Les principales barrières à l’accès à la réhabilitation cardiovasculaire pour les patients résident principalement dans le manque d’information et l’appréhension vis-à-vis de cette spécialité de la cardiologie. Beaucoup de patients ont du mal à assimiler l’activité sportive et les interventions psychologiques comme des traitements ayant un impact significatif sur leur maladie. De plus, le coût des programmes de réhabilitation représente un obstacle majeur, rendant ces services inaccessibles pour certains patients, ce qui limite leur capacité à bénéficier d’une prise en charge complète et efficace.

 

  1. Quel bilan tirez-vous de la première phase de la campagne ? Comment avez-vous évalué l’impact de la campagne sur les patients ? Quels indicateurs avez-vous utilisés ?

Au terme de la première phase, 33 patients ont été réadaptés avec succès, affichant une nette amélioration de leurs capacités fonctionnelles à l’effort, de leur qualité de vie et de leur confiance en soi. Les critères permettant d’évaluer cette amélioration incluent une augmentation de la distance parcourue lors du test de marche de 6 minutes, une meilleure capacité fonctionnelle mesurée en METs lors de l’épreuve d’effort, ainsi qu’une amélioration des scores de qualité de vie, évalués par des questionnaires tels que l’EuroQol à 5 dimensions, le Minnesota Living With Heart Failure Questionnaire (MLHFQ) et le Diagnostic Educatif Rapide dans l’Insuffisance Cardiaque (DERIC). Dans la phase 3, les patients poursuivent désormais leurs activités sportives à domicile, ayant acquis une connaissance approfondie de leurs limites ainsi que des bonnes pratiques à adopter et des comportements à éviter.

 

  1. Quelles sont les améliorations que vous envisagez d’apporter pour la seconde phase de la campagne ?

Pour la seconde phase de la campagne, nous envisageons plusieurs améliorations significatives afin d’optimiser notre unité de réhabilitation cardiovasculaire ambulatoire.

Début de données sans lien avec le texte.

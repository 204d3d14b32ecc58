/*
 * Copyright (c) 2023.
 *
 * This software is free software;
 *
 * You can redistribute it or modify it under terms of the MIT, Apache License or Zlib license
 */

//! Per-component state: sampling factors, table bindings, coefficient
//! storage, and the decoded sample plane.

use crate::errors::DecodeErrors;

/// One color component (e.g. Y, Cb, or Cr) as declared by SOF.
pub struct Component {
    /// Component id as it appears on the wire (not necessarily 0/1/2).
    pub id: u8,
    /// Horizontal sampling factor, 1..=4.
    pub horizontal_sample: usize,
    /// Vertical sampling factor, 1..=4.
    pub vertical_sample: usize,
    /// Which of the up-to-4 quantization tables this component dequantizes
    /// with.
    pub quantization_table: usize,
    /// Which DC Huffman table id SOS bound to this component (updated by
    /// every SOS segment).
    pub dc_table: usize,
    /// Which AC Huffman table id SOS bound to this component.
    pub ac_table: usize,
    /// Running DC predictor, reset to zero at the start of every scan and
    /// after every restart marker.
    pub dc_pred: i32,
    /// Blocks per MCU row for this component.
    pub blocks_per_mcu_width: usize,
    /// Blocks per MCU column for this component.
    pub blocks_per_mcu_height: usize,
    /// Coefficient storage, one 64-entry block (natural order) per MCU-grid
    /// position, row-major by block row then column.
    pub coefficients: Vec<[i16; 64]>,
    /// MCU-aligned sample plane width (`blocks_per_mcu_width * 8` times the
    /// number of MCU columns).
    pub width_stride: usize,
    /// MCU-aligned sample plane height.
    pub height_stride: usize,
    /// Decoded 8-bit samples, `width_stride * height_stride` of them,
    /// populated by dequantize+IDCT.
    pub samples: Vec<u8>,
}

impl Component {
    /// Validate a component as parsed out of SOF and set up the fields that
    /// don't depend on the frame's MCU geometry yet.
    pub fn new(
        id: u8, horizontal_sample: u8, vertical_sample: u8, quantization_table: u8,
    ) -> Result<Component, DecodeErrors> {
        if !(1..=4).contains(&horizontal_sample) || !(1..=4).contains(&vertical_sample) {
            return Err(DecodeErrors::DqtError(format!(
                "component {id} has sampling factors outside 1..=4"
            )));
        }
        if quantization_table > 3 {
            return Err(DecodeErrors::DqtError(format!(
                "component {id} references quantization table {quantization_table}, only 0..=3 exist"
            )));
        }
        Ok(Component {
            id,
            horizontal_sample: horizontal_sample as usize,
            vertical_sample: vertical_sample as usize,
            quantization_table: quantization_table as usize,
            dc_table: 0,
            ac_table: 0,
            dc_pred: 0,
            blocks_per_mcu_width: 0,
            blocks_per_mcu_height: 0,
            coefficients: Vec::new(),
            width_stride: 0,
            height_stride: 0,
            samples: Vec::new(),
        })
    }

    /// Allocate the coefficient and sample storage once the frame's MCU grid
    /// is known. Called once, right after SOF is fully parsed.
    pub fn allocate(&mut self, mcu_width: usize, mcu_height: usize) {
        self.blocks_per_mcu_width = mcu_width * self.horizontal_sample;
        self.blocks_per_mcu_height = mcu_height * self.vertical_sample;
        let num_blocks = self.blocks_per_mcu_width * self.blocks_per_mcu_height;
        self.coefficients = vec![[0i16; 64]; num_blocks];
        self.width_stride = self.blocks_per_mcu_width * 8;
        self.height_stride = self.blocks_per_mcu_height * 8;
        self.samples = vec![0u8; self.width_stride * self.height_stride];
    }

    /// Pixel width of this component before upsampling (it may be smaller
    /// than `width_stride`, which is rounded up to a whole number of MCUs).
    pub fn real_dimensions(&self, image_width: usize, image_height: usize, h_max: usize, v_max: usize) -> (usize, usize) {
        let w = (image_width * self.horizontal_sample + h_max - 1) / h_max;
        let h = (image_height * self.vertical_sample + v_max - 1) / v_max;
        (w, h)
    }

    /// Block-grid extent for a non-interleaved scan: the real (non-MCU
    /// -padded) pixel extent of this component rounded up to whole 8x8
    /// blocks. Interleaved scans instead walk the full MCU-aligned grid
    /// (`blocks_per_mcu_width`/`height`).
    pub fn real_block_dims(&self, image_width: usize, image_height: usize, h_max: usize, v_max: usize) -> (usize, usize) {
        let (w, h) = self.real_dimensions(image_width, image_height, h_max, v_max);
        ((w + 7) / 8, (h + 7) / 8)
    }

    pub fn block_at(&self, block_row: usize, block_col: usize) -> &[i16; 64] {
        &self.coefficients[block_row * self.blocks_per_mcu_width + block_col]
    }

    pub fn block_at_mut(&mut self, block_row: usize, block_col: usize) -> &mut [i16; 64] {
        &mut self.coefficients[block_row * self.blocks_per_mcu_width + block_col]
    }
}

Tout d’abord, l’acquisition d’équipements supplémentaires est essentielle, notamment la télémétrie pour une surveillance plus efficace des patients, ainsi que du matériel dédié à la gymnastique pour améliorer la coordination, au renforcement musculaire et à l’endurance dynamique. De plus, nous prévoyons d’investir dans des outils pour l’éducation thérapeutique, afin d’informer et d’impliquer davantage les patients dans leur parcours de soins. Enfin, former un personnel supplémentaire est crucial pour assurer la pérennité de l’activité et garantir un encadrement de qualité tout au long du processus de réhabilitation.